What you need to do: Below are records; reproduce exactly the lines from the one that has "filename src/cli/serve/response.rs" through the one that has "use tiny_http::Request;", ends included, and nothing more.

Excerpted records:

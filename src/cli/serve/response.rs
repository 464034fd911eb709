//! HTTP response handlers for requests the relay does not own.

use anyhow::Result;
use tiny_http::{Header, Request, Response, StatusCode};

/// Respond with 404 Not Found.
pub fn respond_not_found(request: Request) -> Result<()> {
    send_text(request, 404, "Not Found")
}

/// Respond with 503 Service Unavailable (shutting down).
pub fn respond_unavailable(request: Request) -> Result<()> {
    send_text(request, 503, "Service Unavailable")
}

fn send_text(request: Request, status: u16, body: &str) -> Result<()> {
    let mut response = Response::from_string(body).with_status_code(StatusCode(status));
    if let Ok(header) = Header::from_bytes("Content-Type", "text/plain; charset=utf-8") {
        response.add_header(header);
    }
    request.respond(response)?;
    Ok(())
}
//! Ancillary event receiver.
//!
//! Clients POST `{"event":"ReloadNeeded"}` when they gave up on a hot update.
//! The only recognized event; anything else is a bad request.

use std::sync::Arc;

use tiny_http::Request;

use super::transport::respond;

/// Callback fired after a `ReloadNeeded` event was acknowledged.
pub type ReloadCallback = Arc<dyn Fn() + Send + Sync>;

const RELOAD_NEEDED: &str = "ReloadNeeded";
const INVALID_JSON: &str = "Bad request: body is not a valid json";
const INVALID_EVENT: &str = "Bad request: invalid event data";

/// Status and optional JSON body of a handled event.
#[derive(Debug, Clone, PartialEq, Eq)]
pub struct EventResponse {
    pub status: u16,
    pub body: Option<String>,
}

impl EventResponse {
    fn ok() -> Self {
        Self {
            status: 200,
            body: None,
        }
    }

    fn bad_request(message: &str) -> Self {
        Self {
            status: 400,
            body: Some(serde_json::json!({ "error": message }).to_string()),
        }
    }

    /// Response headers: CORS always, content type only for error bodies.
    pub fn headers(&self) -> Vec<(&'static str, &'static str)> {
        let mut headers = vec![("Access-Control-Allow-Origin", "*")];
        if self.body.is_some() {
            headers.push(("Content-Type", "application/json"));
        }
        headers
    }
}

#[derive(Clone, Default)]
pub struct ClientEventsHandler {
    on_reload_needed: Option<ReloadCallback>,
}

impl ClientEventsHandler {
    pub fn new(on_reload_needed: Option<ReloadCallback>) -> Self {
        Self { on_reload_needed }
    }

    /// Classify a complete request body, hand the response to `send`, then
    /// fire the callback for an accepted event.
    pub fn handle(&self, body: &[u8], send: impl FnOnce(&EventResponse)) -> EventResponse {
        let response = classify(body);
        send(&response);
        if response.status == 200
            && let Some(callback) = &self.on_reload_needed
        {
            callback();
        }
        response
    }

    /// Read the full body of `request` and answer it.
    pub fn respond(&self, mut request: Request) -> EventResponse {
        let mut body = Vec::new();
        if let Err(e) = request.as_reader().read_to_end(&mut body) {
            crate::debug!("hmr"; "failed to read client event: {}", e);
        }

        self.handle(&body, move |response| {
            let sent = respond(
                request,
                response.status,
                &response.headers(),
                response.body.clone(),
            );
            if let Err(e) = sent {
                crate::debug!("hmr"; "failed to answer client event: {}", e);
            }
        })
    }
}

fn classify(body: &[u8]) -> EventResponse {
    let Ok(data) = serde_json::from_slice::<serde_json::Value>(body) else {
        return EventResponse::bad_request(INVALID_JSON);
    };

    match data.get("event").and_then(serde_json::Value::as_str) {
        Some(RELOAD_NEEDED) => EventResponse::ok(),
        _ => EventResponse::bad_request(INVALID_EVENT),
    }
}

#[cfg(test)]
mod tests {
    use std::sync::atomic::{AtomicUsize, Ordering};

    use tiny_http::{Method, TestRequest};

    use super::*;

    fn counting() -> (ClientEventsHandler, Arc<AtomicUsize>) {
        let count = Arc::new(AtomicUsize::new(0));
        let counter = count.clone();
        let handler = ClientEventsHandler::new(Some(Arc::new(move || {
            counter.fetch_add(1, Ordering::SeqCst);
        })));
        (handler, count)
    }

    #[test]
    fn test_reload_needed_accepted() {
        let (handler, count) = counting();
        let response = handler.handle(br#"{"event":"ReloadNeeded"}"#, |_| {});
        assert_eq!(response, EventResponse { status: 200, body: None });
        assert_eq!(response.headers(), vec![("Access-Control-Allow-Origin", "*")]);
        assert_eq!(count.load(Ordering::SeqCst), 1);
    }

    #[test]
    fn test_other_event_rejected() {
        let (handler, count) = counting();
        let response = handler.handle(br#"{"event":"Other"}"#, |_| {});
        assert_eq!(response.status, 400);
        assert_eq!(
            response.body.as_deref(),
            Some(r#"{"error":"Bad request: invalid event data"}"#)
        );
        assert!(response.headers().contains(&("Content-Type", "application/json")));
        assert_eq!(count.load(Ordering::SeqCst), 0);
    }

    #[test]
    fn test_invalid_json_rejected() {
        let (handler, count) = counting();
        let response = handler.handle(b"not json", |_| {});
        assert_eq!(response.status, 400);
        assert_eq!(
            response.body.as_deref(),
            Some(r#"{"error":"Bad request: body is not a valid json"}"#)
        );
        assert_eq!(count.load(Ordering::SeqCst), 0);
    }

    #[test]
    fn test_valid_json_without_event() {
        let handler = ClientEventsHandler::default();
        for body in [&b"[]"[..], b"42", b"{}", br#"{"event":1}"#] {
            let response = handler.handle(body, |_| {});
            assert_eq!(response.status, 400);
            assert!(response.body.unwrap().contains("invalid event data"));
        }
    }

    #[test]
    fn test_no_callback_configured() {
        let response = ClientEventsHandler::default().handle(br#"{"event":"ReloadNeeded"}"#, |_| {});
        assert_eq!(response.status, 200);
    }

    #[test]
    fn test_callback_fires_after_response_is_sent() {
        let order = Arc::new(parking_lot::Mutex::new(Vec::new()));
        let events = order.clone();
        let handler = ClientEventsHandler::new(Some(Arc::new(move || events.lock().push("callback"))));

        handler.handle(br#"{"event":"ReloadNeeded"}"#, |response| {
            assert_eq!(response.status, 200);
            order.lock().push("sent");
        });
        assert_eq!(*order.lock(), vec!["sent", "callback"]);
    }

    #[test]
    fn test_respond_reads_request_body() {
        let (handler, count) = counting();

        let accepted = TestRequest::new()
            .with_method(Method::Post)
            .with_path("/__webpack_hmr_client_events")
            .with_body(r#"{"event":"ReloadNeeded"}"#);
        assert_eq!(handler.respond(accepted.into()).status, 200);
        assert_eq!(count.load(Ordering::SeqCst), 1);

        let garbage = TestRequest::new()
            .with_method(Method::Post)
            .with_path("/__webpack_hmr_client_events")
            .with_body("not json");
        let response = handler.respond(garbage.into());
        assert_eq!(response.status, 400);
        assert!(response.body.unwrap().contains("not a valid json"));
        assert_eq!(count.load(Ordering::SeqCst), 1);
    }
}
...
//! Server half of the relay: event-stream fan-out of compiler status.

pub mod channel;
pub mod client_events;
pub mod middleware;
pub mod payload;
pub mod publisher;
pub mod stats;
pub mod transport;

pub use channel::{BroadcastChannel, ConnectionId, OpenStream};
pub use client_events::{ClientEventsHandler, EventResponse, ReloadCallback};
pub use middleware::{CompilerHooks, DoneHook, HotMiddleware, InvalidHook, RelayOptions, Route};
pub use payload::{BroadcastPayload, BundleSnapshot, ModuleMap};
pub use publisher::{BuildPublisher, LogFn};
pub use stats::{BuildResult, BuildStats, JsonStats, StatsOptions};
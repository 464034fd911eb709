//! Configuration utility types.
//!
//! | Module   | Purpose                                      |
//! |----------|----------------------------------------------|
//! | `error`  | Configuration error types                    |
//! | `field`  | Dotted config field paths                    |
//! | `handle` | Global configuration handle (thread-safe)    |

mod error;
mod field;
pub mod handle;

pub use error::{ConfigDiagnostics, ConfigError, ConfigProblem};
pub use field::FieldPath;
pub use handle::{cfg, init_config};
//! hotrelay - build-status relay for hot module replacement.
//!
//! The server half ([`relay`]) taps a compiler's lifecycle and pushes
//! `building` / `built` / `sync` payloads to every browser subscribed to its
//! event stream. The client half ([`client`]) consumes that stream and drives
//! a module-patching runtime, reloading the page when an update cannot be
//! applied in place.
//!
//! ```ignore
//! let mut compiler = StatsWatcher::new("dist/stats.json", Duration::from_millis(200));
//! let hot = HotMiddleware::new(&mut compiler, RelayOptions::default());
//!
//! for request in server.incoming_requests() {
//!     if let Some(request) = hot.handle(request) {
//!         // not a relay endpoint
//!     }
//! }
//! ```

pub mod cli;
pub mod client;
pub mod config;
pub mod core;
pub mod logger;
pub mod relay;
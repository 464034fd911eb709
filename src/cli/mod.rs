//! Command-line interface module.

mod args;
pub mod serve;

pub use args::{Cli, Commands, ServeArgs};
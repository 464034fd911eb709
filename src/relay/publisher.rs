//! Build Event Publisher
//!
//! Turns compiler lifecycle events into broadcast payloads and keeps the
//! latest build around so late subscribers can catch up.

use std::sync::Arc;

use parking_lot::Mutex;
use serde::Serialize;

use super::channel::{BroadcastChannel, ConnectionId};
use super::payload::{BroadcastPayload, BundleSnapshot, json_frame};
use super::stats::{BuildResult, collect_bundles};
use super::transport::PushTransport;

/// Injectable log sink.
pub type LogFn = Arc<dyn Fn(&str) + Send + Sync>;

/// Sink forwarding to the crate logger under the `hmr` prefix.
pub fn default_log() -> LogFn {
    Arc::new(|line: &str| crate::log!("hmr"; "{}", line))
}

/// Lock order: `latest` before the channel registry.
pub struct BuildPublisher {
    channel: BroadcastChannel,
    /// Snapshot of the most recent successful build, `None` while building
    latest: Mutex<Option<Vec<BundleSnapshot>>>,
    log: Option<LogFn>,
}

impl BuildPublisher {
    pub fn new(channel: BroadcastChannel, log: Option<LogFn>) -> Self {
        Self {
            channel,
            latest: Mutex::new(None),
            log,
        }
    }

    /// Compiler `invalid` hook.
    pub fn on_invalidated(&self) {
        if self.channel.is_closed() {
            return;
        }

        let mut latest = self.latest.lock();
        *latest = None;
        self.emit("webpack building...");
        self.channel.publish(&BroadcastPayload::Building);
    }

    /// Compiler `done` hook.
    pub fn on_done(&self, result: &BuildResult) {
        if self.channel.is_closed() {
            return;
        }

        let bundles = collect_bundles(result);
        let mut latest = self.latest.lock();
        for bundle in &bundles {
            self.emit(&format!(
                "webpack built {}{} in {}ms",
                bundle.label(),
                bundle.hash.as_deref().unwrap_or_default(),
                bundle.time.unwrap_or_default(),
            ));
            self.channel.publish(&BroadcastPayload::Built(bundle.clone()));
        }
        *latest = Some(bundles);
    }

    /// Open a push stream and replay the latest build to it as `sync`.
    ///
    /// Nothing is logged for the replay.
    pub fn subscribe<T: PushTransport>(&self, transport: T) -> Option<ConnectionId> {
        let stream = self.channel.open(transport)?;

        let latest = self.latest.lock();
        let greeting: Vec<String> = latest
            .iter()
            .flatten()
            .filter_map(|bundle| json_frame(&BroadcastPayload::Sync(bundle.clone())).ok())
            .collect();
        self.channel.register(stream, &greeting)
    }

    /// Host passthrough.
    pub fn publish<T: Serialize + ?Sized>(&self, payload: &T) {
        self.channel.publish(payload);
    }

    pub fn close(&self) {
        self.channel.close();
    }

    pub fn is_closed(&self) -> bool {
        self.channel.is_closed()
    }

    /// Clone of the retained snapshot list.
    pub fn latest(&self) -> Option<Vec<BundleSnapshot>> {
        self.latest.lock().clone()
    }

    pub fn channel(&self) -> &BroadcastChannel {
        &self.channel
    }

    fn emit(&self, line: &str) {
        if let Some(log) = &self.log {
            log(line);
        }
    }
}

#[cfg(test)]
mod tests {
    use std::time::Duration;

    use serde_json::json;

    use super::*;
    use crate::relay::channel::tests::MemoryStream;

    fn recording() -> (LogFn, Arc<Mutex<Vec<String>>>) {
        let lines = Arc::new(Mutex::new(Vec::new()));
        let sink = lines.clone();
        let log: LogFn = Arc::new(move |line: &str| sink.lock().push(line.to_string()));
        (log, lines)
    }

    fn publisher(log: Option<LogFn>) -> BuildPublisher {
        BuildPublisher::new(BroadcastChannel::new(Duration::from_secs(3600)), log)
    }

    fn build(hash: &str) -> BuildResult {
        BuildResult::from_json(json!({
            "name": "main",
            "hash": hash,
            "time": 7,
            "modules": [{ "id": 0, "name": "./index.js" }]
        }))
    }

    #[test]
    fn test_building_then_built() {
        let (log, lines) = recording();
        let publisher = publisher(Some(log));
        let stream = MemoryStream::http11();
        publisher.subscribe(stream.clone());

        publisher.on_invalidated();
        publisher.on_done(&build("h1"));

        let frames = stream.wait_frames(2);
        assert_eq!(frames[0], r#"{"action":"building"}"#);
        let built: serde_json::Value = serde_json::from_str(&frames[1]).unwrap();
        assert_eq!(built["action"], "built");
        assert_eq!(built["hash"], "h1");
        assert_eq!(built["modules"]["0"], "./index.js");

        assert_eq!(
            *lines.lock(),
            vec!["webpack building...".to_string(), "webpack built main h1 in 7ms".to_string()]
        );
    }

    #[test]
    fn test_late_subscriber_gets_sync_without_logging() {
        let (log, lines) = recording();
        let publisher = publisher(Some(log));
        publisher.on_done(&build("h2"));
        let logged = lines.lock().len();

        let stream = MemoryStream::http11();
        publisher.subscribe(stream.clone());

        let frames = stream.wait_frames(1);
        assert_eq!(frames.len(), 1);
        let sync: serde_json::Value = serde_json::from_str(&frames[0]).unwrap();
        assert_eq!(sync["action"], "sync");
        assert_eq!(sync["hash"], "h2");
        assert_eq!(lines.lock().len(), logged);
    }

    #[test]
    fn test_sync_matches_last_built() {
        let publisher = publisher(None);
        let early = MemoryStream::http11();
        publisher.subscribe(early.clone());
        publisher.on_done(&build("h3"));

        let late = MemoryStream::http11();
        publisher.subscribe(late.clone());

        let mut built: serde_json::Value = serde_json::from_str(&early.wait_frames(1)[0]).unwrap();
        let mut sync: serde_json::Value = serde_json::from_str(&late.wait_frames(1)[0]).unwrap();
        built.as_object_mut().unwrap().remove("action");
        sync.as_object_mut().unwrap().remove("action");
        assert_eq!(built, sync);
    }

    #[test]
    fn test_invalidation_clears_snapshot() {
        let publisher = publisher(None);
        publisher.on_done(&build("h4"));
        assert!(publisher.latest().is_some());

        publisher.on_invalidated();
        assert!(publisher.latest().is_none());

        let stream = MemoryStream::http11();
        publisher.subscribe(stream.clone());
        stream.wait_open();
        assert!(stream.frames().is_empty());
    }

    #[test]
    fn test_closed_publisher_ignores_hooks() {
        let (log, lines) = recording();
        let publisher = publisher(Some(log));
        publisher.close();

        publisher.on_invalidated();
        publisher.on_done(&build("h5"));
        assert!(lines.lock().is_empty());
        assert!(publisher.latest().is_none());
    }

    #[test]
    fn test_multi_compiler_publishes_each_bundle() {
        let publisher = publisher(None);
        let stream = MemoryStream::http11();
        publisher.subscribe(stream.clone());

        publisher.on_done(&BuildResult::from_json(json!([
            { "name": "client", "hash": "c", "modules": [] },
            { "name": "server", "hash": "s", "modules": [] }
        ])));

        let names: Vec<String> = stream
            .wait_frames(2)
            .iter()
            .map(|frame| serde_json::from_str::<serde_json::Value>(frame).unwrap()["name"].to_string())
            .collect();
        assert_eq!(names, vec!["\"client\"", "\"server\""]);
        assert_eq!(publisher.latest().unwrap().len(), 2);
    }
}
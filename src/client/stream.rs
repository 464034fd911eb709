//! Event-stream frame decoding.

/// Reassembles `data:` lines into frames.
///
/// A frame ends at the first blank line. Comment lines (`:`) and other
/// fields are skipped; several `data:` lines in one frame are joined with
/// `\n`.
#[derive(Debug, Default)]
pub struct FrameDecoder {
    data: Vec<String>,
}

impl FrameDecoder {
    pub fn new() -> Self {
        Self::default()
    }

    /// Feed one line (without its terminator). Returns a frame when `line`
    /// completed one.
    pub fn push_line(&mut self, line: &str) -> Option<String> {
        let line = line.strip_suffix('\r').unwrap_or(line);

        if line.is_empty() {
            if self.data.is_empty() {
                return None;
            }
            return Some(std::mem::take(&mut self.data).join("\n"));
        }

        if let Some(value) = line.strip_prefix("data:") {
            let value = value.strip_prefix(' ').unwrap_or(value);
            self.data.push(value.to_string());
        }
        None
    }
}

Task response:
filename src/cli/serve/response.rs
repository 464034fd911eb709
//! HTTP response handlers for requests the relay does not own.

use anyhow::Result;
use tiny_http::{Header, Request, Response, StatusCode};

/// Respond with 404 Not Found.
pub fn respond_not_found(request: Request) -> Result<()> {
    send_text(request, 404, "Not Found")
}

/// Respond with 503 Service Unavailable (shutting down).
pub fn respond_unavailable(request: Request) -> Result<()> {
    send_text(request, 503, "Service Unavailable")
}

fn send_text(request: Request, status: u16, body: &str) -> Result<()> {
    let mut response = Response::from_string(body).with_status_code(StatusCode(status));
    if let Ok(header) = Header::from_bytes("Content-Type", "text/plain; charset=utf-8") {
        response.add_header(header);
    }
    request.respond(response)?;
    Ok(())
}
//! Ancillary event receiver.
//!
//! Clients POST `{"event":"ReloadNeeded"}` when they gave up on a hot update.
//! The only recognized event; anything else is a bad request.

use std::sync::Arc;

use tiny_http::Request;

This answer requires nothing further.